RUFA at Design Week with “Re-Designing Sustainability”

Upcycling, Sustainability, and New Design Genealogies: RUFA’s Participation in We Will Design at Milan Design Week 2025.

 
RUFA, part of the Plena Education Group, is participating in Milan Design Week 2025 as part of the We Will Design project, the experimental platform promoted by BASE Milano, which this year explores the theme Making Kin, inspired by the thought of Donna Haraway. The concept of kinship—non-conventional bonds between humans, non-humans, and more-than-humans—becomes an opportunity to rethink the relationship between design, environment, and community. It is an invitation to build connections based on conscious choices, affinities, shared interests, and sensitivities, transforming kinship into an act of creative resistance.

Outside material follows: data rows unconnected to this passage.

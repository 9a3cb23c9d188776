use serde::{Deserialize, Serialize};

/// Whether a property can be written as well as read.
#[derive(Debug, Clone, Copy, PartialEq, Eq, Serialize, Deserialize, Default)]
pub enum AccessMode {
    #[serde(rename = "r")]
    Read,
    #[default]
    #[serde(rename = "rw")]
    ReadWrite,
}

#[derive(Debug, Clone, Default, PartialEq, Eq, Serialize, Deserialize)]
#[serde(rename_all = "camelCase")]
pub struct DataSpecs {
    #[serde(default, skip_serializing_if = "Option::is_none")]
    pub unit: Option<String>,
    #[serde(default, skip_serializing_if = "Option::is_none")]
    pub unit_name: Option<String>,
    #[serde(default, skip_serializing_if = "Option::is_none")]
    pub length: Option<u32>,
}

#[derive(Debug, Clone, Default, PartialEq, Eq, Serialize, Deserialize)]
pub struct TypeSpec {
    #[serde(rename = "type")]
    pub kind: String,
    #[serde(default, skip_serializing_if = "Option::is_none")]
    pub specs: Option<DataSpecs>,
}

impl TypeSpec {
    pub fn new(kind: &str) -> Self {
        Self {
            kind: kind.to_string(),
            specs: None,
        }
    }

    pub fn with_unit(mut self, unit: &str, unit_name: &str) -> Self {
        let specs = self.specs.get_or_insert_with(DataSpecs::default);
        specs.unit = Some(unit.to_string());
        specs.unit_name = Some(unit_name.to_string());
        self
    }
}

/// A readable (and possibly writable) attribute of the device.
#[derive(Debug, Clone, Default, PartialEq, Eq, Serialize, Deserialize)]
#[serde(rename_all = "camelCase")]
pub struct PropertySpec {
    pub id: String,
    pub name: String,
    #[serde(default, skip_serializing_if = "Option::is_none")]
    pub address: Option<String>,
    #[serde(default, skip_serializing_if = "Option::is_none")]
    pub data_type: Option<TypeSpec>,
    #[serde(default)]
    pub access_mode: AccessMode,
}

impl PropertySpec {
    /// Quick constructor; `length` is only recorded when positive.
    pub fn create(
        id: &str,
        name: &str,
        kind: Option<&str>,
        length: u32,
        address: Option<&str>,
    ) -> Self {
        let data_type = kind.map(|k| {
            let mut ts = TypeSpec::new(k);
            if length > 0 {
                ts.specs = Some(DataSpecs {
                    length: Some(length),
                    ..DataSpecs::default()
                });
            }
            ts
        });
        Self {
            id: id.to_string(),
            name: name.to_string(),
            address: address.map(str::to_string),
            data_type,
            access_mode: AccessMode::default(),
        }
    }

    pub fn read_only(mut self) -> Self {
        self.access_mode = AccessMode::Read;
        self
    }
}

/// One positional input of a service.
#[derive(Debug, Clone, PartialEq, Eq, Serialize, Deserialize)]
#[serde(rename_all = "camelCase")]
pub struct ParameterSpec {
    pub id: String,
    pub name: String,
    pub data_type: TypeSpec,
}

/// An invokable action of the device.
#[derive(Debug, Clone, PartialEq, Eq, Serialize, Deserialize)]
#[serde(rename_all = "camelCase")]
pub struct ServiceSpec {
    pub id: String,
    pub name: String,
    /// Parameters in the order the action takes them.
    #[serde(default)]
    pub input_data: Vec<ParameterSpec>,
}

/// Self-description of the device: what can be read and what can be invoked.
#[derive(Debug, Clone, Default, PartialEq, Eq, Serialize, Deserialize)]
pub struct ThingSpec {
    #[serde(default)]
    pub properties: Vec<PropertySpec>,
    #[serde(default)]
    pub services: Vec<ServiceSpec>,
}

impl ThingSpec {
    pub fn property(&self, id: &str) -> Option<&PropertySpec> {
        self.properties.iter().find(|p| p.id == id)
    }

    pub fn service(&self, id: &str) -> Option<&ServiceSpec> {
        self.services.iter().find(|s| s.id == id)
    }
}
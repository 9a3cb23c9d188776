//! host-telemetry: named machine metrics behind a uniform lookup
//!
//! A [`TelemetryCollector`] samples the whole machine; [`CollectorMetrics`] turns it into a
//! case-insensitive [`MetricSource`] over the fixed set of metrics in [`METRICS`]. The default
//! build only ships the `mock` collector; enable `sysinfo` for the real host backend.

mod types;
pub use types::{MachineSnapshot, MetricValue};

mod error;
pub use error::{Result, TelemetryError};

mod metric;
pub use metric::{Metric, MetricDescriptor, METRICS};

mod traits;
pub use traits::{MetricSource, TelemetryCollector};

mod adapter;
pub use adapter::CollectorMetrics;

#[cfg(feature = "mock")]
mod mock;
#[cfg(feature = "mock")]
pub use mock::MockCollector;

#[cfg(feature = "sysinfo")]
mod host;
#[cfg(feature = "sysinfo")]
pub use host::SysinfoCollector;
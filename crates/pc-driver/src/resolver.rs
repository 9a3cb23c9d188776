use crate::{status_key, DriverMetrics, PcParameter, Point, PointValue, ReadResult};
use host_telemetry::MetricSource;
use net_reach::ReachabilityProbe;
use std::time::Duration;
use tracing::{debug, warn};

/// Turns requested points into values, one point at a time.
///
/// A point's failure lands in its `-Status` entry and never stops the batch.
/// Metric points of one read share a single telemetry sample.
pub struct PointResolver<'a> {
    pub source: &'a dyn MetricSource,
    pub probe: &'a dyn ReachabilityProbe,
    pub stats: &'a DriverMetrics,
}

impl PointResolver<'_> {
    pub fn read(&self, param: &PcParameter, points: &[Point]) -> ReadResult {
        let mut out = ReadResult::new();
        let timeout = Duration::from_millis(param.timeout_ms);
        let mut metric_points = Vec::new();
        for point in points {
            match point.target() {
                Some(address) => self.probe_point(point, address, timeout, param, &mut out),
                None => metric_points.push(point),
            }
        }
        if !metric_points.is_empty() {
            let names: Vec<&str> = metric_points.iter().map(|p| p.name.as_str()).collect();
            let values = self.source.get_metrics(&names);
            for (point, value) in metric_points.into_iter().zip(values) {
                self.metric_point(point, value, &mut out);
            }
        }
        out
    }

    fn probe_point(
        &self,
        point: &Point,
        address: &str,
        timeout: Duration,
        param: &PcParameter,
        out: &mut ReadResult,
    ) {
        match self.probe.probe(address, timeout) {
            Ok(reply) if reply.status.is_success() => {
                debug!(point = %point.name, address, rtt_ms = reply.round_trip_ms, "probe ok");
                self.stats.points_read.inc();
                out.insert(point.name.clone(), reply.round_trip_ms.into());
                if param.retrieve_status {
                    out.insert(status_key(&point.name), status_value(reply.status.as_str()));
                }
            }
            Ok(reply) => {
                debug!(point = %point.name, address, status = %reply.status, "probe got no reply");
                self.stats.probe_failures.inc();
                out.insert(status_key(&point.name), status_value(reply.status.as_str()));
            }
            Err(e) => {
                warn!(point = %point.name, address, "probe failed: {e}");
                self.stats.probe_failures.inc();
                out.insert(status_key(&point.name), status_value(&e.to_string()));
            }
        }
    }

    fn metric_point(
        &self,
        point: &Point,
        value: host_telemetry::Result<Option<PointValue>>,
        out: &mut ReadResult,
    ) {
        match value {
            Ok(Some(value)) => {
                debug!(point = %point.name, %value, "metric read");
                self.stats.points_read.inc();
                out.insert(point.name.clone(), value);
            }
            Ok(None) => {
                debug!(point = %point.name, "no address and no such metric, skipped");
                self.stats.points_skipped.inc();
            }
            Err(e) => {
                warn!(point = %point.name, "metric read failed: {e}");
                out.insert(status_key(&point.name), status_value(&e.to_string()));
            }
        }
    }
}

fn status_value(msg: &str) -> PointValue {
    PointValue::Text(msg.to_string())
}

#[cfg(test)]
mod tests {
    use super::*;
    use host_telemetry::{CollectorMetrics, MockCollector};
    use net_reach::{MockProbe, ProbeStatus};

    struct Fixture {
        source: CollectorMetrics<MockCollector>,
        probe: MockProbe,
        stats: DriverMetrics,
    }

    impl Fixture {
        fn new(probe: MockProbe) -> anyhow::Result<Self> {
            Ok(Self {
                source: CollectorMetrics::new(MockCollector::default()),
                probe,
                stats: DriverMetrics::new()?,
            })
        }

        fn failing_source(probe: MockProbe) -> anyhow::Result<Self> {
            Ok(Self {
                source: CollectorMetrics::new(MockCollector::failing("sensor offline")),
                probe,
                stats: DriverMetrics::new()?,
            })
        }

        fn read(&self, param: &PcParameter, points: &[Point]) -> ReadResult {
            PointResolver {
                source: &self.source,
                probe: &self.probe,
                stats: &self.stats,
            }
            .read(param, points)
        }
    }

    #[test]
    fn empty_batch_is_empty_result() -> anyhow::Result<()> {
        let fx = Fixture::new(MockProbe::new())?;
        assert!(fx.read(&PcParameter::default(), &[]).is_empty());
        assert!(fx.probe.calls().is_empty());
        Ok(())
    }

    #[test]
    fn reachable_address_yields_round_trip() -> anyhow::Result<()> {
        let fx = Fixture::new(MockProbe::new().reachable("10.0.0.1", 7))?;
        let res = fx.read(&PcParameter::default(), &[Point::with_address("Gateway", "10.0.0.1")]);
        assert_eq!(res.get("Gateway"), Some(&PointValue::Int(7)));
        assert!(!res.contains_key("Gateway-Status"));
        Ok(())
    }

    #[test]
    fn retrieve_status_adds_status_entry() -> anyhow::Result<()> {
        let fx = Fixture::new(MockProbe::new().reachable("10.0.0.1", 7))?;
        let param = PcParameter {
            retrieve_status: true,
            ..PcParameter::default()
        };
        let res = fx.read(&param, &[Point::with_address("Gateway", "10.0.0.1")]);
        assert_eq!(res.get("Gateway"), Some(&PointValue::Int(7)));
        assert_eq!(
            res.get("Gateway-Status"),
            Some(&PointValue::Text("Success".into()))
        );
        Ok(())
    }

    #[test]
    fn probe_uses_configured_timeout() -> anyhow::Result<()> {
        let fx = Fixture::new(MockProbe::new().reachable("10.0.0.1", 1))?;
        let param = PcParameter {
            timeout_ms: 250,
            ..PcParameter::default()
        };
        fx.read(&param, &[Point::with_address("Gateway", "10.0.0.1")]);
        assert_eq!(fx.probe.calls()[0].1, Duration::from_millis(250));
        Ok(())
    }

    #[test]
    fn unreachable_address_reports_status_only() -> anyhow::Result<()> {
        let fx = Fixture::new(
            MockProbe::new()
                .status("10.0.0.9", ProbeStatus::TimedOut)
                .failing("10.0.0.8", "network down"),
        )?;
        let res = fx.read(
            &PcParameter::default(),
            &[
                Point::with_address("Slow", "10.0.0.9"),
                Point::with_address("Down", "10.0.0.8"),
                Point::with_address("Bogus", "no-such-host.invalid"),
            ],
        );
        for name in ["Slow", "Down", "Bogus"] {
            assert!(!res.contains_key(name), "{name} has a value");
            match res.get(&status_key(name)) {
                Some(PointValue::Text(s)) => assert!(!s.is_empty()),
                other => panic!("{name}: unexpected status {other:?}"),
            }
        }
        assert_eq!(
            res.get("Slow-Status"),
            Some(&PointValue::Text("TimedOut".into()))
        );
        assert_eq!(fx.stats.probe_failures.get(), 3);
        Ok(())
    }

    #[test]
    fn one_failure_does_not_hide_other_points() -> anyhow::Result<()> {
        let fx = Fixture::new(
            MockProbe::new()
                .failing("10.0.0.8", "network down")
                .reachable("10.0.0.1", 3),
        )?;
        let res = fx.read(
            &PcParameter::default(),
            &[
                Point::with_address("Down", "10.0.0.8"),
                Point::with_address("Up", "10.0.0.1"),
                Point::named("cpurate"),
            ],
        );
        assert_eq!(res.get("Up"), Some(&PointValue::Int(3)));
        assert!(res.contains_key("Down-Status"));
        assert!(res.contains_key("cpurate"));
        assert_eq!(fx.probe.calls().len(), 2);
        Ok(())
    }

    #[test]
    fn metric_keeps_requested_name() -> anyhow::Result<()> {
        let fx = Fixture::new(MockProbe::new())?;
        let res = fx.read(
            &PcParameter::default(),
            &[Point::named("cpuRATE"), Point::named("Memory")],
        );
        assert!(matches!(res.get("cpuRATE"), Some(PointValue::Float(_))));
        assert!(!res.contains_key("CpuRate"));
        assert!(matches!(res.get("Memory"), Some(PointValue::Int(m)) if *m > 0));
        assert_eq!(fx.stats.points_read.get(), 2);
        Ok(())
    }

    #[test]
    fn all_metrics_in_one_read_share_a_sample() -> anyhow::Result<()> {
        let fx = Fixture::new(MockProbe::new().reachable("10.0.0.1", 4))?;
        let mut points: Vec<Point> = fx.source.list_metrics().into_iter().map(Point::named).collect();
        points.push(Point::with_address("Gw", "10.0.0.1"));
        points.push(Point::named("Fan"));

        let res = fx.read(&PcParameter::default(), &points);
        assert_eq!(fx.source.collector().calls(), 1);
        assert_eq!(res.len(), 8);
        assert_eq!(res.get("Battery"), Some(&PointValue::Float(87.0)));
        assert_eq!(res.get("Gw"), Some(&PointValue::Int(4)));

        fx.read(&PcParameter::default(), &points);
        assert_eq!(fx.source.collector().calls(), 2);
        Ok(())
    }

    #[test]
    fn probe_only_read_does_not_sample() -> anyhow::Result<()> {
        let fx = Fixture::new(MockProbe::new().reachable("10.0.0.1", 4))?;
        fx.read(&PcParameter::default(), &[Point::with_address("Gw", "10.0.0.1")]);
        assert_eq!(fx.source.collector().calls(), 0);
        Ok(())
    }

    #[test]
    fn unknown_points_are_skipped_silently() -> anyhow::Result<()> {
        let fx = Fixture::new(MockProbe::new())?;
        let res = fx.read(
            &PcParameter::default(),
            &[Point::named("Fan"), Point::with_address("Blank", " ")],
        );
        assert!(res.is_empty());
        assert_eq!(fx.stats.points_skipped.get(), 2);
        assert!(fx.probe.calls().is_empty());
        Ok(())
    }

    #[test]
    fn collector_failure_is_isolated_per_point() -> anyhow::Result<()> {
        let fx = Fixture::failing_source(MockProbe::new().reachable("10.0.0.1", 2))?;
        let res = fx.read(
            &PcParameter::default(),
            &[Point::named("Temperature"), Point::with_address("Gw", "10.0.0.1")],
        );
        assert!(!res.contains_key("Temperature"));
        assert!(res.contains_key("Temperature-Status"));
        assert_eq!(res.get("Gw"), Some(&PointValue::Int(2)));
        Ok(())
    }
}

Within a shared exhibition space with other international universities and design schools, RUFA presents Re-Designing Sustainability: New Forms, New Materials, a selection of innovative products born from the experimentation of students from the Bachelor’s programs in Design and Sustainable Fashion Design, under the guidance of professors Alessandro Ciancio, Paolo Parea, and Gianluca Lera, with contributions from Guenda Cermel, coordinator of the fashion program.

Design that Connects: Waste Materials and New Forms of Sustainability

RUFA students have embraced the theme of Making Kin by developing projects that reconsider the concept of interconnection and durability through the conscious use of waste materials and upcycling techniques. Collaboration with Petrozzi Design Srls, a leading company in plastic material processing, has enabled the creation of prototypes that challenge the perception of plastic as a disposable material, transforming it into a durable and functional resource.

Two key principles define the presented collection:

New approach to plastic: Often demonized for its long-lasting nature, plastic is reinterpreted as a material capable of generating value through design that extends its lifecycle, thereby reducing environmental impact and promoting sustainability based on beauty and functionality.
Upcycling as a tool for connection between humans, materials, and the environment: Using production waste—such as residual plexiglass sheets normally destined for disposal—and minimizing industrial processing, RUFA students’ projects demonstrate that design can be a means to create new genealogies of objects, rethinking how materials and resources intertwine in everyday life.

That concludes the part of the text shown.